Look through the records and copy every line in which "OutputStatusState" appears.
**** Available data ****
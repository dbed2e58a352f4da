//! Control surface: start/stop the playback worker and list devices.
//!
//! The controller never touches the device while the worker runs. Stopping signals the
//! worker, joins its thread, and only then closes the session the worker handed back.

use std::sync::Arc;
use std::thread::JoinHandle;

use crate::catalog::{self, OutputDeviceDescriptor};
use crate::config::OutputConfig;
use crate::contract::ChunkSource;
use crate::error::OutputError;
use crate::host::AudioHost;
use crate::session::DeviceSession;
use crate::status::{OutputStatusState, StatusSnapshot};
use crate::worker::{PlaybackWorker, StopSignal, stop_channel};

#[derive(Clone, Copy, Debug, PartialEq, Eq)]
pub enum PlaybackState {
    Stopped,
    Running,
}

struct RunningWorker<H: AudioHost> {
    device: OutputDeviceDescriptor,
    stop: StopSignal,
    join: JoinHandle<Option<DeviceSession<H::Pcm>>>,
}

/// Output engine controller for one device at a time.
pub struct Player<H: AudioHost> {
    host: Arc<H>,
    source: Arc<dyn ChunkSource>,
    config: OutputConfig,
    status: Arc<OutputStatusState>,
    running: Option<RunningWorker<H>>,
}

impl<H: AudioHost> Player<H> {
    pub fn new(host: H, source: Arc<dyn ChunkSource>, config: OutputConfig) -> Self {
        Self {
            host: Arc::new(host),
            source,
            config,
            status: OutputStatusState::shared(),
            running: None,
        }
    }

    /// Output endpoints of the host.
    pub fn list_output_devices(&self) -> Vec<OutputDeviceDescriptor> {
        catalog::list_output_devices(self.host.as_ref())
    }

    /// Start playing to `device` on a dedicated thread.
    ///
    /// The device is opened by the worker, so an unavailable device does not fail here;
    /// the worker keeps retrying. A running worker is stopped first.
    pub fn start(&mut self, device: OutputDeviceDescriptor) -> Result<(), OutputError> {
        self.stop();

        let (stop, token) = stop_channel();
        let worker = PlaybackWorker::new(
            self.host.clone(),
            device.clone(),
            self.source.clone(),
            self.config.clone(),
            self.status.clone(),
        );
        let join = std::thread::Builder::new()
            .name("audio-output".to_string())
            .spawn(move || worker.run(token))?;

        tracing::info!(device = %device.id, name = %device.display_name, "playback started");
        self.running = Some(RunningWorker { device, stop, join });
        Ok(())
    }

    /// Stop the worker, wait for it, then close its session. Safe to call when stopped.
    pub fn stop(&mut self) {
        let Some(mut running) = self.running.take() else {
            return;
        };
        running.stop.stop();
        match running.join.join() {
            Ok(Some(mut session)) => {
                session.close();
                self.status.session_closed();
            }
            Ok(None) => {}
            Err(_) => tracing::error!(device = %running.device.id, "output worker panicked"),
        }
        tracing::info!(device = %running.device.id, "playback stopped");
    }

    pub fn state(&self) -> PlaybackState {
        if self.running.is_some() {
            PlaybackState::Running
        } else {
            PlaybackState::Stopped
        }
    }

    /// Device the worker is bound to, if running.
    pub fn device(&self) -> Option<&OutputDeviceDescriptor> {
        self.running.as_ref().map(|r| &r.device)
    }

    pub fn status(&self) -> StatusSnapshot {
        self.status.snapshot()
    }
}

impl<H: AudioHost> Drop for Player<H> {
    fn drop(&mut self) {
        self.stop();
    }
}

#[cfg(test)]
mod tests {
    use super::*;
    use crate::contract::StreamFormat;
    use crate::host::EndpointHint;
    use crate::host::fake::{FakeEvent, FakeHost};
    use std::sync::Mutex;
    use std::time::Duration;

    /// Always-available source recording the render delays it was asked for.
    struct ToneSource {
        delays: Mutex<Vec<(Duration, usize)>>,
    }

    impl ChunkSource for ToneSource {
        fn format(&self) -> StreamFormat {
            StreamFormat::new(48_000, 2)
        }

        fn request_chunk(&self, out: &mut [i16], render_delay: Duration, frames: usize) -> bool {
            self.delays.lock().unwrap().push((render_delay, frames));
            for (i, s) in out[..frames * 2].iter_mut().enumerate() {
                *s = (i % 64) as i16;
            }
            true
        }
    }

    fn tone() -> Arc<ToneSource> {
        Arc::new(ToneSource {
            delays: Mutex::new(Vec::new()),
        })
    }

    #[test]
    fn end_to_end_open_stream_and_stop() {
        let host = FakeHost::new();
        host.set_period_frames(512);
        host.set_write_delay(Duration::from_millis(2));
        let source = tone();
        let mut player = Player::new(host.clone(), source.clone(), OutputConfig::default());

        player.start(OutputDeviceDescriptor::named("default")).unwrap();
        assert_eq!(player.state(), PlaybackState::Running);
        std::thread::sleep(Duration::from_millis(60));
        player.stop();
        assert_eq!(player.state(), PlaybackState::Stopped);

        let events = host.events();
        assert_eq!(
            events[0],
            FakeEvent::Open {
                device: "default".to_string()
            }
        );
        assert!(matches!(
            events[1],
            FakeEvent::HwParams {
                channels: 2,
                rate_hz: 48_000,
                ..
            }
        ));
        assert_eq!(
            events[2],
            FakeEvent::SwParams {
                avail_min: 512,
                start_threshold: 512
            }
        );

        // Steady state alternates probe and write; the session ends with drain + close.
        let body = &events[3..events.len() - 2];
        assert!(body.len() >= 4);
        for pair in body.chunks(2) {
            assert!(matches!(pair[0], FakeEvent::Probe { .. }));
            if let Some(write) = pair.get(1) {
                assert_eq!(*write, FakeEvent::Write { frames: 512 });
            }
        }
        assert_eq!(&events[events.len() - 2..], &[FakeEvent::Drain, FakeEvent::Close]);

        // Backlog grows one period per write until the buffer is full.
        let mut last = 0;
        for e in body {
            if let FakeEvent::Probe { avail, delay } = *e {
                assert!(delay >= last);
                assert!(delay >= 0 && avail >= 0);
                last = delay;
            }
        }
        let requested = source.delays.lock().unwrap().clone();
        assert!(requested.iter().all(|(_, frames)| *frames == 512));
        assert_eq!(requested[1].0, Duration::from_micros(10_666));

        assert_eq!(host.open_handles(), 0);
        let after_stop = host.events().len();
        std::thread::sleep(Duration::from_millis(20));
        assert_eq!(host.events().len(), after_stop);
    }

    #[test]
    fn stop_is_idempotent_and_safe_when_never_started() {
        let host = FakeHost::new();
        let mut player = Player::new(host.clone(), tone(), OutputConfig::default());
        player.stop();
        player.start(OutputDeviceDescriptor::named("default")).unwrap();
        player.stop();
        player.stop();
        assert_eq!(player.state(), PlaybackState::Stopped);
        assert_eq!(host.open_handles(), 0);
    }

    #[test]
    fn restart_switches_device() {
        let host = FakeHost::new();
        host.set_write_delay(Duration::from_millis(1));
        let mut player = Player::new(host.clone(), tone(), OutputConfig::default());

        player.start(OutputDeviceDescriptor::named("hw:0")).unwrap();
        std::thread::sleep(Duration::from_millis(10));
        player.start(OutputDeviceDescriptor::named("hw:1")).unwrap();
        std::thread::sleep(Duration::from_millis(10));
        assert_eq!(player.device().map(|d| d.id.as_str()), Some("hw:1"));
        drop(player);

        let opened: Vec<String> = host
            .events()
            .into_iter()
            .filter_map(|e| match e {
                FakeEvent::Open { device } => Some(device),
                _ => None,
            })
            .collect();
        assert_eq!(opened, vec!["hw:0".to_string(), "hw:1".to_string()]);
        assert_eq!(host.open_handles(), 0);
    }

    #[test]
    fn unavailable_device_does_not_fail_start() {
        let host = FakeHost::new();
        host.fail_opens(usize::MAX);
        let mut player = Player::new(host.clone(), tone(), OutputConfig::default());
        player.start(OutputDeviceDescriptor::named("hw:9")).unwrap();
        std::thread::sleep(Duration::from_millis(150));
        let status = player.status();
        assert!(status.open_failures >= 1);
        assert!(status.device.is_none());
        player.stop();
        assert_eq!(host.total_opened(), 0);
    }

    #[test]
    fn status_reports_negotiated_format_while_running() {
        let host = FakeHost::new();
        host.set_period_frames(256);
        host.set_rate_override(44_100);
        host.set_write_delay(Duration::from_millis(1));
        let mut player = Player::new(host, tone(), OutputConfig::default());
        player.start(OutputDeviceDescriptor::named("default")).unwrap();
        std::thread::sleep(Duration::from_millis(30));

        let status = player.status();
        assert_eq!(status.device.as_deref(), Some("default"));
        assert_eq!(status.sample_rate, Some(44_100));
        assert_eq!(status.period_frames, Some(256));
        assert!(status.frames_written >= 256);

        player.stop();
        assert!(player.status().device.is_none());
    }

    #[test]
    fn lists_only_output_devices() {
        let host = FakeHost::new();
        host.set_hints(vec![
            EndpointHint {
                name: Some("default".to_string()),
                description: Some("Default".to_string()),
                direction: None,
            },
            EndpointHint {
                name: Some("dsnoop".to_string()),
                description: Some("Capture".to_string()),
                direction: Some("Input".to_string()),
            },
        ]);
        let player = Player::new(host, tone(), OutputConfig::default());
        let devices = player.list_output_devices();
        assert_eq!(devices.len(), 1);
        assert_eq!(devices[0].id, "default");
    }
}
****
*Written solution:*
use crate::status::{OutputStatusState, StatusSnapshot};
    status: Arc<OutputStatusState>,
            status: OutputStatusState::shared(),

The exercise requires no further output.